I looked at the little tag in the windshield of my mother's car the other day, the one that says when the next service is due. I had been paying lots of attention to the mileage, noting we were still several hundred miles from the "next service due at ..." number. This time I also paid attention to the recommended service date: April, 2008. Oh-oh! That meant it's been a year since the Passat had its oil changed. It's been making funny noises, too. Squeeky doors. Brake rubbing noises. Unexpected creaking in the steering. I guess I've been spoiled by years of Saturn service. I expected that when you take a car in for a safety check or routine service they would look at things like brakes and tell you if it was time to deal with them before you destroyed something significant. Nobody ever mentioned the turn signals that only work on manual ....

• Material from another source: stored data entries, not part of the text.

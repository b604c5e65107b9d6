use super::segmentation::{segment_numeric_core, top_score_is_tied, CatalogHints};
use crate::domain::clamp::{
    ensure_positive, laminated_allows, laminated_not_allowed, DecodedCode, EncodeRequest,
    EncodedCode,
};
use crate::domain::error::{ClampError, ClampResult};
use crate::domain::types::{ClampField, Fabrication, Shape};
use crate::engine::diameter_table::{normalize_key, DiameterTable};
use crate::i18n::{t, t_with_args};
use regex::Regex;
use std::sync::LazyLock;
use tracing::{debug, warn};

static CODE_PATTERN: LazyLock<Regex> = LazyLock::new(|| {
    Regex::new(r"^(ABL|ABT)([0-9]+)([CPS])$").expect("invalid clamp code pattern")
});

// ==========================================
// ClampCodec - code <-> attributes
// ==========================================
#[derive(Debug, Clone, Default)]
pub struct ClampCodec {
    table: DiameterTable,
}

impl ClampCodec {
    /// Codec bound to a diameter table (use `ClampCodec::default()` for the standard one).
    pub fn new(table: DiameterTable) -> Self {
        Self { table }
    }

    pub fn table(&self) -> &DiameterTable {
        &self.table
    }

    // ==========================================
    // Encode
    // ==========================================

    /// Build a code from attributes.
    ///
    /// # Layout
    /// `prefix + compact diameter + width + length + shape code`
    ///
    /// # Errors
    /// - unknown type / shape alias
    /// - zero width / length
    /// - LAMINADA with a diameter outside 3/4, 1, 7/8
    /// - unmapped diameter in strict mode
    pub fn encode(&self, request: &EncodeRequest) -> ClampResult<EncodedCode> {
        let fabrication = Fabrication::from_alias(&request.fabrication).ok_or_else(|| {
            ClampError::validation(ClampField::Tipo, t("clamp.invalid_type"))
        })?;
        let shape = Shape::from_alias(&request.shape).ok_or_else(|| {
            ClampError::validation(ClampField::Forma, t("clamp.invalid_shape"))
        })?;
        ensure_positive(ClampField::Ancho, request.width)?;
        ensure_positive(ClampField::Largo, request.length)?;

        let diameter = request.diameter.trim();
        if fabrication == Fabrication::Laminada && !laminated_allows(&normalize_key(diameter)) {
            return Err(laminated_not_allowed(diameter));
        }

        let compact = self
            .table
            .to_compact(diameter, request.strict_diameter_mapping)?;

        let code = format!(
            "{}{}{}{}{}",
            fabrication.prefix(),
            compact.compact,
            request.width,
            request.length,
            shape.code()
        );
        debug!(code = %code, requires_mapping = compact.requires_mapping, "clamp code generated");

        Ok(EncodedCode {
            code,
            prefix: fabrication.prefix().to_string(),
            fabrication,
            diameter: diameter.to_string(),
            diameter_compact: compact.compact,
            requires_mapping: compact.requires_mapping,
            width: request.width,
            length: request.length,
            shape_code: shape.code().to_string(),
            shape,
            warnings: compact.warnings,
        })
    }

    /// Code string only.
    pub fn generate_code(&self, request: &EncodeRequest) -> ClampResult<String> {
        self.encode(request).map(|encoded| encoded.code)
    }

    // ==========================================
    // Decode
    // ==========================================

    /// Parse a code back into attributes.
    ///
    /// # Errors
    /// - `Format`: not `(ABL|ABT)` + digits + `C|P|S`
    /// - `Segmentation`: no diameter/width/length split exists
    ///
    /// Ties on the best score and unmapped diameters come back as warnings.
    pub fn decode(&self, code: &str, hints: &CatalogHints) -> ClampResult<DecodedCode> {
        let normalized = normalize_key(code);
        let captures = CODE_PATTERN
            .captures(&normalized)
            .ok_or_else(|| ClampError::Format(t("code.invalid_format")))?;

        let prefix = &captures[1];
        let numeric_core = &captures[2];
        let shape_code = &captures[3];

        let fabrication = Fabrication::from_prefix(prefix)
            .ok_or_else(|| ClampError::Format(t("code.invalid_format")))?;
        let shape = Shape::from_code(shape_code)
            .ok_or_else(|| ClampError::Format(t("code.invalid_format")))?;

        let candidates = segment_numeric_core(numeric_core, hints, &self.table);
        debug!(code = %normalized, candidates = candidates.len(), "numeric core segmented");

        let best = candidates
            .first()
            .ok_or_else(|| ClampError::Segmentation(t("code.segmentation_failed")))?;

        let mut warnings = Vec::new();
        if top_score_is_tied(&candidates) {
            warn!(code = %normalized, score = best.score, "ambiguous clamp code segmentation");
            warnings.push(t("code.ambiguous_parse"));
        }

        let requires_mapping = !self.table.contains_compact(&best.diameter_compact);
        if requires_mapping {
            warnings.push(t_with_args(
                "code.unmapped_compact",
                &[("compact", &best.diameter_compact)],
            ));
        }

        Ok(DecodedCode {
            original_code: code.to_string(),
            normalized_code: normalized.clone(),
            prefix: prefix.to_string(),
            fabrication,
            shape_code: shape_code.to_string(),
            shape,
            diameter_compact: best.diameter_compact.clone(),
            diameter: self.table.to_human(&best.diameter_compact),
            width: best.width,
            length: best.length,
            requires_mapping,
            parse_score: best.score,
            parse_warnings: warnings,
        })
    }
}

When the Passat went in for service this week I specifically asked the mechanic to change the windshield wiper blades, check the brakes, and estimate the repair cost of those leaking oil seals. The news was not good. $1000 in repairs to replace the leaky seals and the rear brakes. Mother almost cried when I told her.
Yesterday morning at breakfast she announced that she wanted to go "to the Ford place". She wanted to look at cars. She has always enjoyed driving Fords. Her first car, she told the salesman, was a Model T. She didn't add that it was practically new at the time. So we looked. She was enchanted with the little green 2008 Focus with its manual everything (except transmission) and its $4000 rebate. "It's a beautiful color!" she said. I could just hear Ray. "Bonnie P, you don't buy a car because of its color!"
"What do you have in used cars?" she asked. The salesman drove her around to look at a sage green 2006 Fusion, Ford's current mid-sized offering. It had lots more bells and whistles, lots more room, similar gas mileage, and would save her $2000. It was a lease return and had relatively low mileage, even for Hawaii.
"Will you take a trade-in?" They would take the Passat. "How much do I have to give you to hold the car for me?" For $100 she could take the car of her choice home today. Several hours later, and well within her original budget, we left the Ford dealership in the Fusion. It's taking time getting used to turn signals that really work, to brakes that stop without rubbing, to a trunk where things are out of sight, and to the different size and shape of this vehicle. It's not too big, about the same as the Passat, but feels like it sits higher. She is happy. I am thankful.
The new picture at the top of this page? That's Sarah's Quilt, the one I made for her to take to art school last summer. It's hanging on the railing of my deck in Groveland. There's still some basting in place, but the bright colors reminding me of Budhist dancers in Bhutan are all there. It reminds me of Sarah and her youthful outlook. Keep happy, Sarah.
Look for the positives -- even in the message that your vehicle needs $$$$$ repairs. Give thanks. Don't forget to pray.